Gamers Nexus's Steve Burke, talking about the RMA experience with Asus, says that “it feels like an intentional attempt, or a policy, to mislead the customers into a position where they'll pay for a service they don't need.”

Throughout the communications, Asus repeatedly reiterated that if GN didn't pay the requisite out-of-warranty repair fee within five business days, the ROG Ally would be returned unrepaired and potentially in a disassembled state. The emails containing this information were all sent from no-reply email addresses, giving consumers yet another hoop to jump through to get in touch with Asus to get their hardware fixed.

Eventually, Gamers Nexus was able to get Asus to replace just the broken thumb stick and ignore the small blemish on the top case, although it took significant effort on GN's part.

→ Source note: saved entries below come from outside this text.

//! In-memory worksheet model: values, per-cell formats and merges.
//!
//! Templates are loaded into a [`SheetModel`], edited (row insertion, style
//! copy, merges, cleanup) and finally rendered by [`crate::writer::XlsxWriter`].

use std::collections::BTreeMap;
use std::sync::LazyLock;

use regex::{Captures, Regex};

use crate::spec::{
    EnumCellValue, SpecCellBorder, SpecCellFormat, SpecMergeRange, XlsxModelError,
};

static EMPTY_CELL_VALUE: EnumCellValue = EnumCellValue::None;

static CELL_REF_RE: LazyLock<Regex> = LazyLock::new(|| {
    Regex::new(r"(\$?[A-Z]{1,3})(\$?)(\d+)").expect("cell reference pattern compiles")
});

/// One stored cell.
#[derive(Debug, Clone, PartialEq, Default)]
pub struct SpecSheetCell {
    /// Cell value.
    pub value: EnumCellValue,
    /// Explicit format; `None` renders with the workbook default.
    pub format: Option<SpecCellFormat>,
}

/// Editable worksheet.
#[derive(Debug, Clone, PartialEq, Default)]
pub struct SheetModel {
    name: String,
    cells: BTreeMap<(usize, usize), SpecSheetCell>,
    merges: Vec<SpecMergeRange>,
    col_widths: BTreeMap<usize, f64>,
    row_heights: BTreeMap<usize, f64>,
}

impl SheetModel {
    /// Create an empty sheet.
    pub fn new(name: impl Into<String>) -> Self {
        Self {
            name: name.into(),
            ..Default::default()
        }
    }

    pub fn name(&self) -> &str {
        &self.name
    }

    pub fn set_name(&mut self, name: impl Into<String>) {
        self.name = name.into();
    }

    ////////////////////////////////////////////////////////////////////////////
    // #region CellAccess

    /// Bounds-free accessor; unknown cells read as [`EnumCellValue::None`].
    pub fn value(&self, row: usize, col: usize) -> &EnumCellValue {
        self.cells
            .get(&(row, col))
            .map(|cell| &cell.value)
            .unwrap_or(&EMPTY_CELL_VALUE)
    }

    pub fn format(&self, row: usize, col: usize) -> Option<&SpecCellFormat> {
        self.cells.get(&(row, col)).and_then(|cell| cell.format.as_ref())
    }

    pub fn cell(&self, row: usize, col: usize) -> Option<&SpecSheetCell> {
        self.cells.get(&(row, col))
    }

    /// Iterate stored cells in row-major order.
    pub fn cells(&self) -> impl Iterator<Item = (&(usize, usize), &SpecSheetCell)> {
        self.cells.iter()
    }

    /// Set a value, keeping the cell's existing format.
    pub fn set_value(&mut self, row: usize, col: usize, value: impl Into<EnumCellValue>) {
        self.cells.entry((row, col)).or_default().value = value.into();
    }

    /// Set a format, keeping the cell's existing value.
    pub fn set_format(&mut self, row: usize, col: usize, format: SpecCellFormat) {
        self.cells.entry((row, col)).or_default().format = Some(format);
    }

    /// Set value and format together.
    pub fn write(
        &mut self,
        row: usize,
        col: usize,
        value: impl Into<EnumCellValue>,
        format: SpecCellFormat,
    ) {
        self.cells.insert(
            (row, col),
            SpecSheetCell {
                value: value.into(),
                format: Some(format),
            },
        );
    }

    /// Overlay `patch` onto the cell's current format.
    pub fn patch_format(&mut self, row: usize, col: usize, patch: &SpecCellFormat) {
        let cell = self.cells.entry((row, col)).or_default();
        let fmt_base = cell.format.clone().unwrap_or_default();
        cell.format = Some(fmt_base.merge(patch));
    }

    /// Blank the value, keep the format.
    pub fn clear_value(&mut self, row: usize, col: usize) {
        if let Some(cell) = self.cells.get_mut(&(row, col)) {
            cell.value = EnumCellValue::None;
        }
    }

    /// Drop the cell entirely (value and format).
    pub fn remove_cell(&mut self, row: usize, col: usize) {
        self.cells.remove(&(row, col));
    }

    /// Positions of non-empty cells whose trimmed text equals `text` (case-insensitive).
    pub fn find_text(&self, text: &str) -> Vec<(usize, usize)> {
        let c_needle = text.trim().to_lowercase();
        self.cells
            .iter()
            .filter(|(_, cell)| match &cell.value {
                EnumCellValue::String(s) => s.trim().to_lowercase() == c_needle,
                _ => false,
            })
            .map(|(pos, _)| *pos)
            .collect()
    }

    /// Highest row index holding a cell or merge.
    pub fn max_row(&self) -> Option<usize> {
        let n_cells = self.cells.keys().map(|(row, _)| *row).max();
        let n_merges = self.merges.iter().map(|merge| merge.row_end).max();
        n_cells.into_iter().chain(n_merges).max()
    }

    /// Highest column index holding a cell or merge.
    pub fn max_col(&self) -> Option<usize> {
        let n_cells = self.cells.keys().map(|(_, col)| *col).max();
        let n_merges = self.merges.iter().map(|merge| merge.col_end).max();
        [n_cells, n_merges].into_iter().flatten().max()
    }

    // #endregion
    ////////////////////////////////////////////////////////////////////////////
    // #region Dimensions

    pub fn set_column_width(&mut self, col: usize, width: f64) {
        self.col_widths.insert(col, width);
    }

    pub fn column_widths(&self) -> &BTreeMap<usize, f64> {
        &self.col_widths
    }

    pub fn set_row_height(&mut self, row: usize, height: f64) {
        self.row_heights.insert(row, height);
    }

    pub fn row_heights(&self) -> &BTreeMap<usize, f64> {
        &self.row_heights
    }

    // #endregion
    ////////////////////////////////////////////////////////////////////////////
    // #region RowOperations

    /// Insert `n_rows` blank rows before `row_at`, shifting everything at or below it.
    ///
    /// Merges that start above `row_at` and end at or below it grow by `n_rows`.
    /// Formula references to shifted rows follow their rows.
    pub fn insert_rows(&mut self, row_at: usize, n_rows: usize) {
        if n_rows == 0 {
            return;
        }

        let dict_cells_old = std::mem::take(&mut self.cells);
        self.cells = dict_cells_old
            .into_iter()
            .map(|((row, col), mut cell)| {
                if let EnumCellValue::Formula(formula) = &cell.value {
                    cell.value = EnumCellValue::Formula(shift_formula_rows(formula, row_at, n_rows));
                }
                let n_row = if row >= row_at { row + n_rows } else { row };
                ((n_row, col), cell)
            })
            .collect();

        for merge in &mut self.merges {
            if merge.row_start >= row_at {
                merge.row_start += n_rows;
                merge.row_end += n_rows;
            } else if merge.row_end >= row_at {
                merge.row_end += n_rows;
            }
        }

        let dict_heights_old = std::mem::take(&mut self.row_heights);
        self.row_heights = dict_heights_old
            .into_iter()
            .map(|(row, height)| {
                if row >= row_at {
                    (row + n_rows, height)
                } else {
                    (row, height)
                }
            })
            .collect();
    }

    /// Copy formats (and formulas, re-pointed to `row_dst`) of `row_src` onto `row_dst`.
    ///
    /// Values other than formulas are not copied; existing values on `row_dst` are cleared.
    pub fn copy_row_style(&mut self, row_src: usize, row_dst: usize) {
        let l_cells_src: Vec<(usize, SpecSheetCell)> = self
            .cells
            .range((row_src, 0)..(row_src + 1, 0))
            .map(|((_, col), cell)| (*col, cell.clone()))
            .collect();

        for (col, cell_src) in l_cells_src {
            let value = match &cell_src.value {
                EnumCellValue::Formula(formula) => {
                    EnumCellValue::Formula(repoint_formula_row(formula, row_src, row_dst))
                }
                _ => EnumCellValue::None,
            };
            self.cells.insert(
                (row_dst, col),
                SpecSheetCell {
                    value,
                    format: cell_src.format,
                },
            );
        }

        if let Some(height) = self.row_heights.get(&row_src).copied() {
            self.row_heights.insert(row_dst, height);
        }
    }

    /// Unmerge and drop every cell in rows `row_start..=row_end`.
    ///
    /// Returns the number of merges removed.
    pub fn clear_rows(&mut self, row_start: usize, row_end: usize) -> usize {
        if row_end < row_start {
            return 0;
        }
        let n_merges_before = self.merges.len();
        self.merges
            .retain(|merge| merge.row_end < row_start || merge.row_start > row_end);
        self.cells
            .retain(|(row, _), _| *row < row_start || *row > row_end);
        self.row_heights
            .retain(|row, _| *row < row_start || *row > row_end);
        n_merges_before - self.merges.len()
    }

    // #endregion
    ////////////////////////////////////////////////////////////////////////////
    // #region Merges

    pub fn merges(&self) -> &[SpecMergeRange] {
        &self.merges
    }

    /// Merge covering `(row, col)`, if any.
    pub fn merge_at(&self, row: usize, col: usize) -> Option<&SpecMergeRange> {
        self.merges.iter().find(|merge| merge.contains(row, col))
    }

    /// Add a merge; fails when it overlaps an existing merge.
    pub fn merge(&mut self, range: SpecMergeRange) -> Result<(), XlsxModelError> {
        if range.is_single_cell() {
            return Err(XlsxModelError::Merge {
                range,
                message: "a merge must span more than one cell".to_string(),
            });
        }
        if let Some(existing) = self.merges.iter().find(|merge| merge.overlaps(&range)) {
            return Err(XlsxModelError::Merge {
                range,
                message: format!("overlaps existing merge {existing:?}"),
            });
        }
        self.merges.push(range);
        Ok(())
    }

    /// Remove every merge overlapping `range`; returns the removed ranges.
    pub fn unmerge_overlapping(&mut self, range: &SpecMergeRange) -> Vec<SpecMergeRange> {
        let (l_removed, l_kept): (Vec<_>, Vec<_>) = std::mem::take(&mut self.merges)
            .into_iter()
            .partition(|merge| merge.overlaps(range));
        self.merges = l_kept;
        l_removed
    }

    /// Merge, recovering from collisions by unmerging first and retrying once.
    ///
    /// Returns the number of merges that had to be removed.
    pub fn merge_or_replace(&mut self, range: SpecMergeRange) -> Result<usize, XlsxModelError> {
        match self.merge(range) {
            Ok(()) => Ok(0),
            Err(XlsxModelError::Merge { .. }) if !range.is_single_cell() => {
                let l_removed = self.unmerge_overlapping(&range);
                self.merge(range)?;
                Ok(l_removed.len())
            }
            Err(err) => Err(err),
        }
    }

    // #endregion
    ////////////////////////////////////////////////////////////////////////////
    // #region Borders

    /// Draw an outer box of `style` around `range`, leaving inner borders untouched.
    pub fn apply_box_border(&mut self, range: &SpecMergeRange, style: i64) {
        for row in range.row_start..=range.row_end {
            for col in range.col_start..=range.col_end {
                let mut patch = SpecCellFormat::default();
                if row == range.row_start {
                    patch.top = Some(style);
                }
                if row == range.row_end {
                    patch.bottom = Some(style);
                }
                if col == range.col_start {
                    patch.left = Some(style);
                }
                if col == range.col_end {
                    patch.right = Some(style);
                }
                if patch != SpecCellFormat::default() {
                    self.patch_format(row, col, &patch);
                }
            }
        }
    }

    /// Apply the same border on every side of every cell in `range`.
    pub fn apply_grid_border(&mut self, range: &SpecMergeRange, border: &SpecCellBorder) {
        for row in range.row_start..=range.row_end {
            for col in range.col_start..=range.col_end {
                let fmt_current = self.format(row, col).cloned().unwrap_or_default();
                self.set_format(row, col, fmt_current.with_border(border));
            }
        }
    }

    // #endregion
    ////////////////////////////////////////////////////////////////////////////
}

/// Re-point relative row references equal to `row_src` (zero-based) onto `row_dst`.
///
/// Absolute rows (`A$20`) are left untouched.
pub fn repoint_formula_row(formula: &str, row_src: usize, row_dst: usize) -> String {
    let c_row_src = (row_src + 1).to_string();
    let c_row_dst = (row_dst + 1).to_string();
    CELL_REF_RE
        .replace_all(formula, |caps: &Captures<'_>| {
            if caps[2].is_empty() && caps[3] == c_row_src {
                format!("{}{}", &caps[1], c_row_dst)
            } else {
                caps[0].to_string()
            }
        })
        .into_owned()
}

/// Move every row reference at or below `row_at` (zero-based) down by `n_rows`.
///
/// Absolute and relative rows shift alike, as on a sheet row insertion.
pub fn shift_formula_rows(formula: &str, row_at: usize, n_rows: usize) -> String {
    CELL_REF_RE
        .replace_all(formula, |caps: &Captures<'_>| {
            match caps[3].parse::<usize>() {
                Ok(n_row) if n_row > row_at => {
                    format!("{}{}{}", &caps[1], &caps[2], n_row + n_rows)
                }
                _ => caps[0].to_string(),
            }
        })
        .into_owned()
}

This is where Burke takes issue with the warranty process as it stands — not all consumers are dogged enough to stick it out and insist that Asus repair the part that is actually broken and rightfully qualifies for warranty repair. Additionally, small blemishes like that could theoretically occur in day-to-day use of a handheld device, like the Ally, which is meant to be carried around.

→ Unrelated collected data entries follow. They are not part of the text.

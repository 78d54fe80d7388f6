//! Sheet naming and workbook assembly (separate and combined artifacts).

use std::collections::BTreeSet;

use packlist_io_xlsx::{
    N_BORDER_MEDIUM, SheetModel, SpecCellFormat, SpecMergeRange, derive_contiguous_ranges,
    derive_unique_sheet_name, render_workbook, sanitize_sheet_name,
};
use tracing::{debug, warn};

use crate::conf::{
    C_LABEL_CARTON_HEADER, C_LABEL_SHIP_TO, C_LABEL_SUMMARY, C_LABEL_TOTAL, N_COLS_SHIP_TO_BOX,
    N_ROWS_SHIP_TO_BOX, N_SIZES, TUP_SUMMARY_LABELS,
};
use crate::spec::{EnumOutputMode, ReportError, SpecArtifact, SpecGeneratedSheet};

/// Final sheet names, in input order.
///
/// Candidates are the order numbers (`Report {n}` when blank), sanitized and
/// truncated; collisions get a `_{k}` suffix. The first occurrence keeps its name.
pub fn derive_sheet_names<S: AsRef<str>>(l_order_numbers: &[S]) -> Vec<String> {
    let mut set_names_existing = BTreeSet::new();
    l_order_numbers
        .iter()
        .enumerate()
        .map(|(idx, order_number)| {
            let c_order = order_number.as_ref().trim();
            let c_candidate = if c_order.is_empty() {
                format!("Report {}", idx + 1)
            } else {
                c_order.to_string()
            };
            derive_unique_sheet_name(&sanitize_sheet_name(&c_candidate, "_"), &mut set_names_existing)
        })
        .collect()
}

/// Render the requested artifacts for `l_sheets`.
pub fn assemble_artifacts(
    l_sheets: &[SpecGeneratedSheet],
    mode: EnumOutputMode,
    base_name: &str,
    if_combined_borders: bool,
) -> Result<Vec<SpecArtifact>, ReportError> {
    let fmt_default = SpecCellFormat {
        font_name: Some("Arial".to_string()),
        font_size: Some(10),
        ..Default::default()
    };
    let mut l_artifacts = Vec::new();

    if mode.if_separate() {
        for generated in l_sheets {
            let (v_bytes, report) = render_workbook(&[&generated.sheet], fmt_default.clone())?;
            for msg in &report.warnings {
                warn!(sheet = generated.sheet_name.as_str(), "{msg}");
            }
            l_artifacts.push(SpecArtifact {
                file_name: format!("{base_name}-{}.xlsx", generated.sheet_name),
                bytes: v_bytes,
                sheet_names: report.sheets,
            });
        }
    }

    if mode.if_combined() && !l_sheets.is_empty() {
        let l_models: Vec<SheetModel> = l_sheets
            .iter()
            .map(|generated| {
                let mut sheet = generated.sheet.clone();
                if if_combined_borders {
                    let n_boxes = apply_combined_borders(&mut sheet);
                    debug!(sheet = generated.sheet_name.as_str(), n_boxes, "re-derived border boxes");
                }
                sheet
            })
            .collect();
        let l_refs: Vec<&SheetModel> = l_models.iter().collect();
        let (v_bytes, report) = render_workbook(&l_refs, fmt_default)?;
        for msg in &report.warnings {
            warn!("{msg}");
        }
        l_artifacts.push(SpecArtifact {
            file_name: format!("{base_name}Report.xlsx"),
            bytes: v_bytes,
            sheet_names: report.sheets,
        });
    }

    Ok(l_artifacts)
}

////////////////////////////////////////////////////////////////////////////////
// #region CombinedBorders

/// Draw medium boxes around the main table, ship-to panel, summary and breakdown.
///
/// Every box is located by its marker text, not by row arithmetic. Returns
/// the number of boxes drawn.
pub fn apply_combined_borders(sheet: &mut SheetModel) -> usize {
    let l_ranges: Vec<SpecMergeRange> = [
        derive_table_box(sheet),
        derive_ship_to_box(sheet),
        derive_summary_box(sheet),
        derive_breakdown_box(sheet),
    ]
    .into_iter()
    .flatten()
    .collect();

    for range in &l_ranges {
        sheet.apply_box_border(range, N_BORDER_MEDIUM);
    }
    l_ranges.len()
}

fn is_cell_filled(sheet: &SheetModel, row: usize, col: usize) -> bool {
    !sheet.value(row, col).is_empty()
}

/// Header row (`Carton#`) through the last contiguous non-empty row below it.
fn derive_table_box(sheet: &SheetModel) -> Option<SpecMergeRange> {
    let (n_row_header, n_col_first) = sheet.find_text(C_LABEL_CARTON_HEADER).into_iter().min()?;
    let n_col_last = sheet
        .cells()
        .filter(|((row, col), cell)| {
            *row == n_row_header && *col >= n_col_first && !cell.value.is_empty()
        })
        .map(|((_, col), _)| *col)
        .max()
        .unwrap_or(n_col_first);

    let n_row_max = sheet.max_row()?;
    let l_rows_filled: Vec<usize> = (n_row_header..=n_row_max)
        .filter(|row| {
            (n_col_first..=n_col_last).any(|col| {
                is_cell_filled(sheet, *row, col) || sheet.merge_at(*row, col).is_some()
            })
        })
        .collect();
    let (_, n_row_last) = derive_contiguous_ranges(&l_rows_filled).into_iter().next()?;
    Some(SpecMergeRange::new(n_row_header, n_col_first, n_row_last, n_col_last))
}

fn derive_ship_to_box(sheet: &SheetModel) -> Option<SpecMergeRange> {
    let (row, col) = sheet.find_text(C_LABEL_SHIP_TO).into_iter().min()?;
    Some(SpecMergeRange::new(
        row,
        col,
        row + N_ROWS_SHIP_TO_BOX - 1,
        col + N_COLS_SHIP_TO_BOX - 1,
    ))
}

/// `Summary` header through its label rows; width from the header merge.
fn derive_summary_box(sheet: &SheetModel) -> Option<SpecMergeRange> {
    let (row, col) = sheet.find_text(C_LABEL_SUMMARY).into_iter().max()?;
    let n_col_end = sheet
        .merge_at(row, col)
        .map(|merge| merge.col_end)
        .unwrap_or(col + 1);
    let n_row_end = (row + 1..=row + TUP_SUMMARY_LABELS.len())
        .take_while(|n_row| is_cell_filled(sheet, *n_row, col))
        .last()
        .unwrap_or(row);
    Some(SpecMergeRange::new(row, col, n_row_end, n_col_end))
}

/// Breakdown grid: a `Total` header cell whose row starts with a color label,
/// down to the `Total` row in the label column.
fn derive_breakdown_box(sheet: &SheetModel) -> Option<SpecMergeRange> {
    let l_totals = sheet.find_text(C_LABEL_TOTAL);
    l_totals.iter().find_map(|(n_row_header, n_col_total)| {
        let n_col_label = n_col_total.checked_sub(N_SIZES + 1)?;
        let n_row_total = l_totals
            .iter()
            .filter(|(row, col)| *col == n_col_label && row > n_row_header)
            .map(|(row, _)| *row)
            .min()?;
        let c_label = sheet.value(*n_row_header, n_col_label).to_text();
        let if_color_label = c_label.trim().eq_ignore_ascii_case("color")
            || c_label.trim().eq_ignore_ascii_case("colour");
        if_color_label.then(|| SpecMergeRange::new(*n_row_header, n_col_label, n_row_total, *n_col_total))
    })
}

// #endregion
////////////////////////////////////////////////////////////////////////////////

#[cfg(test)]
mod tests {
    use super::*;
    use crate::aggregate::tests::{normalized_from, weighted_row};
    use crate::aggregate::{SpecAggregateOptions, aggregate_table};
    use crate::conf::derive_template_layout;
    use crate::layout::{SpecLayoutContext, write_report_sheet};
    use crate::spec::{EnumTemplateVersion, SpecTemplateLayout};
    use crate::template::build_default_template;
    use packlist_io_xlsx::{N_BORDER_THIN, read_sheet_names};

    fn generate(layout: &SpecTemplateLayout, sheet_name: &str) -> SpecGeneratedSheet {
        let normalized = normalized_from(
            vec![
                weighted_row("1", "Red", 20.0, 10.0, Some(1.0), 2.0),
                weighted_row("", "Blue", 20.0, 10.0, None, 0.0),
                weighted_row("2", "Blue", 5.0, 5.0, Some(1.0), 1.0),
            ],
            &[],
        );
        let template = build_default_template(layout).expect("template builds");
        let (summary, l_breakdown) = aggregate_table(&normalized, &SpecAggregateOptions::default());
        let ctx = SpecLayoutContext { layout, sheet_name };
        write_report_sheet(&template, &normalized, &summary, &l_breakdown, &ctx)
            .expect("layout succeeds")
    }

    #[test]
    fn test_sheet_names_are_deduplicated_in_order() {
        let l_names = derive_sheet_names(&["4500001", "4500001", "4500001"]);
        assert_eq!(l_names, vec!["4500001", "4500001_2", "4500001_3"]);

        let l_names = derive_sheet_names(&["PO/1", "", "a".repeat(40).as_str()]);
        assert_eq!(l_names[0], "PO_1");
        assert_eq!(l_names[1], "Report 2");
        assert_eq!(l_names[2].chars().count(), 31);

        let l_names = derive_sheet_names(&["po1", "PO1", "Po1"]);
        assert_eq!(l_names, vec!["po1", "PO1_2", "Po1_3"]);
    }

    #[test]
    fn test_combined_borders_found_by_marker_text() {
        let layout = derive_template_layout(EnumTemplateVersion::V2Extended);
        let generated = generate(&layout, "PO");
        let mut sheet = generated.sheet.clone();

        assert_eq!(apply_combined_borders(&mut sheet), 4);

        let n_row_last_data = layout.n_row_data_start + 2;
        let fmt = sheet.format(n_row_last_data, layout.n_col_carton).expect("formatted");
        assert_eq!(fmt.left, Some(N_BORDER_MEDIUM));
        assert_eq!(fmt.bottom, Some(N_BORDER_MEDIUM));
        let fmt = sheet
            .format(generated.n_row_summary + 5, layout.n_col_summary_value)
            .expect("formatted");
        assert_eq!(fmt.bottom, Some(N_BORDER_MEDIUM));
        assert_eq!(fmt.right, Some(N_BORDER_MEDIUM));

        let n_row_breakdown = generated.n_row_summary + layout.n_row_breakdown_offset;
        let fmt = sheet
            .format(n_row_breakdown + 1, layout.n_col_breakdown_start + 3)
            .expect("formatted");
        assert_eq!(fmt.left, Some(N_BORDER_THIN));
        let fmt = sheet
            .format(n_row_breakdown, layout.n_col_breakdown_start + 8)
            .expect("formatted");
        assert_eq!(fmt.top, Some(N_BORDER_MEDIUM));
        assert_eq!(fmt.right, Some(N_BORDER_MEDIUM));
    }

    #[test]
    fn test_assemble_both_modes_names_artifacts() {
        let layout = derive_template_layout(EnumTemplateVersion::V2Extended);
        let l_sheets = vec![generate(&layout, "PO1"), generate(&layout, "PO1_2")];

        let l_artifacts = assemble_artifacts(&l_sheets, EnumOutputMode::Both, "TK List", true)
            .expect("artifacts render");
        let l_files: Vec<&str> = l_artifacts.iter().map(|a| a.file_name.as_str()).collect();
        assert_eq!(l_files, vec!["TK List-PO1.xlsx", "TK List-PO1_2.xlsx", "TK ListReport.xlsx"]);
        for artifact in &l_artifacts {
            assert!(artifact.bytes.starts_with(b"PK"));
        }
        assert_eq!(
            read_sheet_names(&l_artifacts[2].bytes).expect("combined workbook reads"),
            vec!["PO1".to_string(), "PO1_2".to_string()]
        );

        let l_artifacts = assemble_artifacts(&l_sheets, EnumOutputMode::Separate, "x", false)
            .expect("artifacts render");
        assert_eq!(l_artifacts.len(), 2);
    }
}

Asus's insistence that a small ding like that voids the warranty calls into question how useful the warranty actually is in the first place, since it could simply be void for little to no reason.

While Gamers Nexus tells of a single instance of Asus giving a customer the run-around for a warranty repair, the YouTube production team who have made a name for themselves for conducting thorough investigative journalism, claim to have “several hundreds” of emails from viewers telling similar stories involving everything from graphics cards to motherboards.

As an alternative to the Asus ROG Ally, check out the Lenovo Legion Go (curr. $699.99 from Lenovo US)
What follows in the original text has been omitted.